Start of Block

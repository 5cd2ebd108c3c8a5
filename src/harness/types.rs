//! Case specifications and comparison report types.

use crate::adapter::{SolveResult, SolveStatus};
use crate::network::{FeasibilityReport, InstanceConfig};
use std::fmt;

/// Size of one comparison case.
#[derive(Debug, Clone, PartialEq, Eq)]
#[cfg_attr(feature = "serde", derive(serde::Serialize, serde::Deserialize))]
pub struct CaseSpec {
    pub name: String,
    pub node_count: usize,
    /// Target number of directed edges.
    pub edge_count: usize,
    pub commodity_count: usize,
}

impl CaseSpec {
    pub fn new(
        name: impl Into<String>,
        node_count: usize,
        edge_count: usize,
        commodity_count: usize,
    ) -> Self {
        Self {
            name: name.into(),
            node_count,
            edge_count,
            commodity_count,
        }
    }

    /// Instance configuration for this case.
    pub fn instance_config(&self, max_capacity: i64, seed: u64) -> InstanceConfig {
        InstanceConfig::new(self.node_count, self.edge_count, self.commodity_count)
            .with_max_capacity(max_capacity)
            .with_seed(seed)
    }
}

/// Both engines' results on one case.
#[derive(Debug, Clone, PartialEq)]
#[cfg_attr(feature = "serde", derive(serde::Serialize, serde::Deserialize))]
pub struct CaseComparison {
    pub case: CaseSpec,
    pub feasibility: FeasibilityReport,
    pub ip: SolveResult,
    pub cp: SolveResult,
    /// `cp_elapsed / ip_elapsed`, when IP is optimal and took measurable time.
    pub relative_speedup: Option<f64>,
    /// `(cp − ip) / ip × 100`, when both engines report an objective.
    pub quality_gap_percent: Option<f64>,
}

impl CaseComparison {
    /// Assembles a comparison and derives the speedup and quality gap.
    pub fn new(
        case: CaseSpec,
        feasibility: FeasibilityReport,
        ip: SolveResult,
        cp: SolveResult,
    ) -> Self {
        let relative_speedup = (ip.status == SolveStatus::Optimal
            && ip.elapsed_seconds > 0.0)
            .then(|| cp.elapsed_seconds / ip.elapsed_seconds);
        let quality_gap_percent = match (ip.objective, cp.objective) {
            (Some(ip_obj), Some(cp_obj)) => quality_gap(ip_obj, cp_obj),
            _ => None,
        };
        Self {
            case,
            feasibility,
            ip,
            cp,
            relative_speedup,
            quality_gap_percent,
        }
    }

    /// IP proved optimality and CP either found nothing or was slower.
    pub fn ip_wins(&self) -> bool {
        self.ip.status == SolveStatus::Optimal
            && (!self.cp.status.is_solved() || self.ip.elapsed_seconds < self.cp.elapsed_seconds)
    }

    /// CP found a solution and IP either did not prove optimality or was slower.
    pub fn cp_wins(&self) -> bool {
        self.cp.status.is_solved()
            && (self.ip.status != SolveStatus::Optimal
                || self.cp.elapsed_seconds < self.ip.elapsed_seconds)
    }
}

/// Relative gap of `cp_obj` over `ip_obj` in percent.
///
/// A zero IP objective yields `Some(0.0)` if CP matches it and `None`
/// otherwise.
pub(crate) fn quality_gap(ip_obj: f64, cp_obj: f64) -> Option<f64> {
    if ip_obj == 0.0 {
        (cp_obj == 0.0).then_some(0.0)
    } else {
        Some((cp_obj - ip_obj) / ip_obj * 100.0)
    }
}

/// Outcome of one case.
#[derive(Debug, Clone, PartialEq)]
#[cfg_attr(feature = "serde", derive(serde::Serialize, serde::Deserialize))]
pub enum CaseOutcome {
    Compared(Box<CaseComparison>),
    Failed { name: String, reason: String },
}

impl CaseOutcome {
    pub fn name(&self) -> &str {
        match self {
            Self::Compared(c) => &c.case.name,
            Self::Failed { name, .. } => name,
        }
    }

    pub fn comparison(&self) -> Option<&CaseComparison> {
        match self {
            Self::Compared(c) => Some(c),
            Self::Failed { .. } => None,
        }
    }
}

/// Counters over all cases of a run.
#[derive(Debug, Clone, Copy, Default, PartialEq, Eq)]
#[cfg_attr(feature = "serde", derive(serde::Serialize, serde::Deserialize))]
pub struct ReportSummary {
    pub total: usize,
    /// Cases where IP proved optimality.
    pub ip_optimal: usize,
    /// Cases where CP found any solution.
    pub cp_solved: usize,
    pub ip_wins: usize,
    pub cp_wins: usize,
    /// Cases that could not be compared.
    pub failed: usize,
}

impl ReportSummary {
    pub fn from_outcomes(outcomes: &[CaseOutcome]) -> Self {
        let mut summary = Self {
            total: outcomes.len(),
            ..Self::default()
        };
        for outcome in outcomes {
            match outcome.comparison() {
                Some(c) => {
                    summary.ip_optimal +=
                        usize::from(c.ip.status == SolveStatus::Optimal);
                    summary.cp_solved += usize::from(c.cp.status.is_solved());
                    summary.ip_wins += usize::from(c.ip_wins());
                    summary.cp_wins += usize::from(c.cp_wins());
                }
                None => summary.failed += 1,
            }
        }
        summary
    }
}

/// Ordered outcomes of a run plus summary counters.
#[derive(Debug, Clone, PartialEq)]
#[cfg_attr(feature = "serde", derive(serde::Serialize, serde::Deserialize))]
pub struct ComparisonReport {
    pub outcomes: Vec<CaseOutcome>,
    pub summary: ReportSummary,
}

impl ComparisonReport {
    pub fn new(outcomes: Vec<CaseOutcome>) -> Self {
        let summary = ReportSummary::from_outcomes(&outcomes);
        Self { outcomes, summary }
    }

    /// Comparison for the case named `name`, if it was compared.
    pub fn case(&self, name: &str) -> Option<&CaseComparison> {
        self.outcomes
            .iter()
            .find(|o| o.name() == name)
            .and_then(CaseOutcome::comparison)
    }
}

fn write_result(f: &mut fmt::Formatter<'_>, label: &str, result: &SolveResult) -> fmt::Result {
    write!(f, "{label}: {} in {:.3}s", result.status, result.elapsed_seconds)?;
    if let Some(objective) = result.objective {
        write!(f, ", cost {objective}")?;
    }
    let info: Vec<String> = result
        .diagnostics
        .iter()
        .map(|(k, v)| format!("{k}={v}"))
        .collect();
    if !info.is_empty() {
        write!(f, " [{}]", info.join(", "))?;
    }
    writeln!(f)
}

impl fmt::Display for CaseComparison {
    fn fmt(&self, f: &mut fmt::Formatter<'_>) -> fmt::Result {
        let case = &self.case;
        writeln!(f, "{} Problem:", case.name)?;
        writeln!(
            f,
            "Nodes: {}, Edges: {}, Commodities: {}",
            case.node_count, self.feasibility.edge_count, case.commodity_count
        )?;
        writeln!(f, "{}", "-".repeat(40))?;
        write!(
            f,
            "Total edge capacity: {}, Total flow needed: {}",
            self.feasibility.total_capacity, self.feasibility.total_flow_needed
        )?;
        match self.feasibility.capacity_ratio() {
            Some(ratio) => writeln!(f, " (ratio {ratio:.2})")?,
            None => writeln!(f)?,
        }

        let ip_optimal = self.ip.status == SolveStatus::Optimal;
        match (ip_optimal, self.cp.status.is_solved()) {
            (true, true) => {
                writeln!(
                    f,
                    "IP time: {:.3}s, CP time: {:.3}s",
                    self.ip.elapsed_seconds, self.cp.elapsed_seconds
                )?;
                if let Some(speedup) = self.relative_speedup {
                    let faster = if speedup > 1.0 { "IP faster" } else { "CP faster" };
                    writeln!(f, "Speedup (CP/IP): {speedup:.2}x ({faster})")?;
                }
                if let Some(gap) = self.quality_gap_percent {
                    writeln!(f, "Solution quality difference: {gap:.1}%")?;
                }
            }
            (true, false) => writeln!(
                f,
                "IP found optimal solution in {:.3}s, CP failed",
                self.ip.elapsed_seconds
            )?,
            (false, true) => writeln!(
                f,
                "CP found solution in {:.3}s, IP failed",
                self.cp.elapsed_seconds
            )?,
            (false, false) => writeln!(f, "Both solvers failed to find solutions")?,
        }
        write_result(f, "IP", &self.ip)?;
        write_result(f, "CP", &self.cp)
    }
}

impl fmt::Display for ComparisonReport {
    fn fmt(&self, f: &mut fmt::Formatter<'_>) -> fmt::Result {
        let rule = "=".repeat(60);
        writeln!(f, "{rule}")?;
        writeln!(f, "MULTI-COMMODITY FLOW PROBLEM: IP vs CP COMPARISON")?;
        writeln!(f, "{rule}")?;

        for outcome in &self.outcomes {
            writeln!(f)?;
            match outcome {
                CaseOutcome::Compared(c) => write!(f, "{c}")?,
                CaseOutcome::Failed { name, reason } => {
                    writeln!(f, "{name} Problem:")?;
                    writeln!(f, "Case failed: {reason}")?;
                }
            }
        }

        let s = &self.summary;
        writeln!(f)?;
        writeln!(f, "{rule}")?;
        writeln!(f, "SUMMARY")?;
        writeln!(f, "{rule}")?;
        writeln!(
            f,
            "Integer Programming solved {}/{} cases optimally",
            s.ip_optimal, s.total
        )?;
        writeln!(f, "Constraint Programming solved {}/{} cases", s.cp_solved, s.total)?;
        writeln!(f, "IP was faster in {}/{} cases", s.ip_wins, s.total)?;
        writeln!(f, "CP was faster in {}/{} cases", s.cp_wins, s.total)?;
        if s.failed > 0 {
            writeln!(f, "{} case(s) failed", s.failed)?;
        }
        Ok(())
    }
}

End of Block
Start of Block

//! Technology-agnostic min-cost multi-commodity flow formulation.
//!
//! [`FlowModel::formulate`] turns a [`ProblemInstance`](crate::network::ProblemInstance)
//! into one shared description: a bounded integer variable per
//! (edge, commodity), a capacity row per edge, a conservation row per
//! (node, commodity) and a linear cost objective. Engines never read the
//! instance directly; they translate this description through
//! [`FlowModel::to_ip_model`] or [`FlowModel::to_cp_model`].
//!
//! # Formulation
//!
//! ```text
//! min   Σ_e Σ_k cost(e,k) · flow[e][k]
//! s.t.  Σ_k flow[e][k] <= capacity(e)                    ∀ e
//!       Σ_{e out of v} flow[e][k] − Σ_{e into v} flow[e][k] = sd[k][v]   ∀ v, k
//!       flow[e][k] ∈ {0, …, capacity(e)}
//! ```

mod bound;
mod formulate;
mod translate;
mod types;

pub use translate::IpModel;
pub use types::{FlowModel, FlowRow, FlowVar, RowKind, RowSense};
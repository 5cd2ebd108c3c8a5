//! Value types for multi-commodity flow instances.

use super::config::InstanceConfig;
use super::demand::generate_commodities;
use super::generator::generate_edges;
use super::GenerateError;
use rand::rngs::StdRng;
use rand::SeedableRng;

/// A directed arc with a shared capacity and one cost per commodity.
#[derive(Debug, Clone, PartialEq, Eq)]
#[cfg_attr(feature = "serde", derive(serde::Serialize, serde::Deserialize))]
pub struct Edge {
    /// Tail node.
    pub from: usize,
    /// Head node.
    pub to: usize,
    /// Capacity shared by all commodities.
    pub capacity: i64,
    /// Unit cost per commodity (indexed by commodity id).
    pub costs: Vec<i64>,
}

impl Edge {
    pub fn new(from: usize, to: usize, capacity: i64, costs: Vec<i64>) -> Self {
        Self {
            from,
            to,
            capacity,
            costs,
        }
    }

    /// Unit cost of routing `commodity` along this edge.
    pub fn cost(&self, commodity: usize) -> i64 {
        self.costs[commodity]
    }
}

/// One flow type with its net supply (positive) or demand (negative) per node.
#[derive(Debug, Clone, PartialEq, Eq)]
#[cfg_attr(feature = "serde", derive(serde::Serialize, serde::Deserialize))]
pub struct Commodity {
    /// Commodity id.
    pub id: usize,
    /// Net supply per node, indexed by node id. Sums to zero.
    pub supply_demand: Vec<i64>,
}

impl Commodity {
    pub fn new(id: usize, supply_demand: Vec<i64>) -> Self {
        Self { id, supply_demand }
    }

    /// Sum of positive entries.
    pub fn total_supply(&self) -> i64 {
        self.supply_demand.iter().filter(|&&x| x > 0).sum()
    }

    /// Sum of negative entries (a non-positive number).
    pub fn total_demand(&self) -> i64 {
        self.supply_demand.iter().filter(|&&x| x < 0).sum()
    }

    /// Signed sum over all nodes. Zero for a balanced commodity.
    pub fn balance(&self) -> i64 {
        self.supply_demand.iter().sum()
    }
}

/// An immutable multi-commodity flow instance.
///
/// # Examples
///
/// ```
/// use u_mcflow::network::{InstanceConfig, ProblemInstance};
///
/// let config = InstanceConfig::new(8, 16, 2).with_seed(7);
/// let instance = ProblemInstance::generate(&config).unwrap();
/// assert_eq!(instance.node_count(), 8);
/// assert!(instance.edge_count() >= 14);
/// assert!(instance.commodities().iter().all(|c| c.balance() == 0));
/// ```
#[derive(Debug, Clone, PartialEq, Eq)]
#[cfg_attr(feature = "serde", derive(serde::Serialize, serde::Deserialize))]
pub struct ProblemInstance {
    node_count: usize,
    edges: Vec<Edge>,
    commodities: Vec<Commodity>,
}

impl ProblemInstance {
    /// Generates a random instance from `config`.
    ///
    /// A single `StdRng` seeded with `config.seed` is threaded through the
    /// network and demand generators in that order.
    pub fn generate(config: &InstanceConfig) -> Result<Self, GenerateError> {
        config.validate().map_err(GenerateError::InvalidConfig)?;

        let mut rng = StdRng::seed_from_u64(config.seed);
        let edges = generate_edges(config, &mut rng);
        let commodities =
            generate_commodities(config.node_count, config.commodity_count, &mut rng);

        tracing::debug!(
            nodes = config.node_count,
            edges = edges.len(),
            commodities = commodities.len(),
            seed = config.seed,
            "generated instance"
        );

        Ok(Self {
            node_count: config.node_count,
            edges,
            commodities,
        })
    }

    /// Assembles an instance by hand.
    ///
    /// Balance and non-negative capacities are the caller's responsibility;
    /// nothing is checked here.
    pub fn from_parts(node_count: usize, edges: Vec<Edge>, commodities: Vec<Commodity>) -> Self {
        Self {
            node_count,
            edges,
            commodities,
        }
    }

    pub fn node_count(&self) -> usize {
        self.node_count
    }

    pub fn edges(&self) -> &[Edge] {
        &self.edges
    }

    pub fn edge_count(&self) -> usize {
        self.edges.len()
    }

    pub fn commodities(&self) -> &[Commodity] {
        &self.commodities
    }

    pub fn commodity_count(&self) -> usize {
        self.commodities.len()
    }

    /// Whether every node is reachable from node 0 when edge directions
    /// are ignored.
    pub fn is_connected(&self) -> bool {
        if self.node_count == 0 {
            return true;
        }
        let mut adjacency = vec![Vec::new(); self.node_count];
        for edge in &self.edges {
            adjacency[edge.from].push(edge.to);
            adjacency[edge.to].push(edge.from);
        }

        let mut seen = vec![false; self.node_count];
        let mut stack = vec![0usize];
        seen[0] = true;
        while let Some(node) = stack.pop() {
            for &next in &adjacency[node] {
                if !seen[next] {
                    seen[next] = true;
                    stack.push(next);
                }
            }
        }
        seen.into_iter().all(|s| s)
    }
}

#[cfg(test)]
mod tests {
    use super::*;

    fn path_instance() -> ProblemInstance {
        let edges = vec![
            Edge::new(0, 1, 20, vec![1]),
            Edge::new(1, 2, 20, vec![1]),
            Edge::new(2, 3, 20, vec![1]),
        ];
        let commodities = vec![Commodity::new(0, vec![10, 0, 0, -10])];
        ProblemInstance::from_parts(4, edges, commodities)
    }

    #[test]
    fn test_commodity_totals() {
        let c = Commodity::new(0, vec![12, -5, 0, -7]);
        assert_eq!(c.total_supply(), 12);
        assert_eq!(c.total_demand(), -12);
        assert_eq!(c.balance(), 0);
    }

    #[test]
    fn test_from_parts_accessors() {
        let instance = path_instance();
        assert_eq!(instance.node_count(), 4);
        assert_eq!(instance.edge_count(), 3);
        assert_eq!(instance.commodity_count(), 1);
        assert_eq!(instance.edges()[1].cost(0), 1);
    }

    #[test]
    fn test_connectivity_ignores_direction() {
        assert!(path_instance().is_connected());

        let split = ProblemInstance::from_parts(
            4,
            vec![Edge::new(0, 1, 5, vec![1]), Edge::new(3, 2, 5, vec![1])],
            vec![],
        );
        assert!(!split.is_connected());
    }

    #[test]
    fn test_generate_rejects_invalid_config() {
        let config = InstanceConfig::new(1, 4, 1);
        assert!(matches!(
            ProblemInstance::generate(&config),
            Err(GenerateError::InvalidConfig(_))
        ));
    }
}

End of Block

• _TASK STATEMENT_: In the data above, which lines include "filter"? Return those lines.

• _RESPONSE AREA_:
        self.supply_demand.iter().filter(|&&x| x > 0).sum()
        self.supply_demand.iter().filter(|&&x| x < 0).sum()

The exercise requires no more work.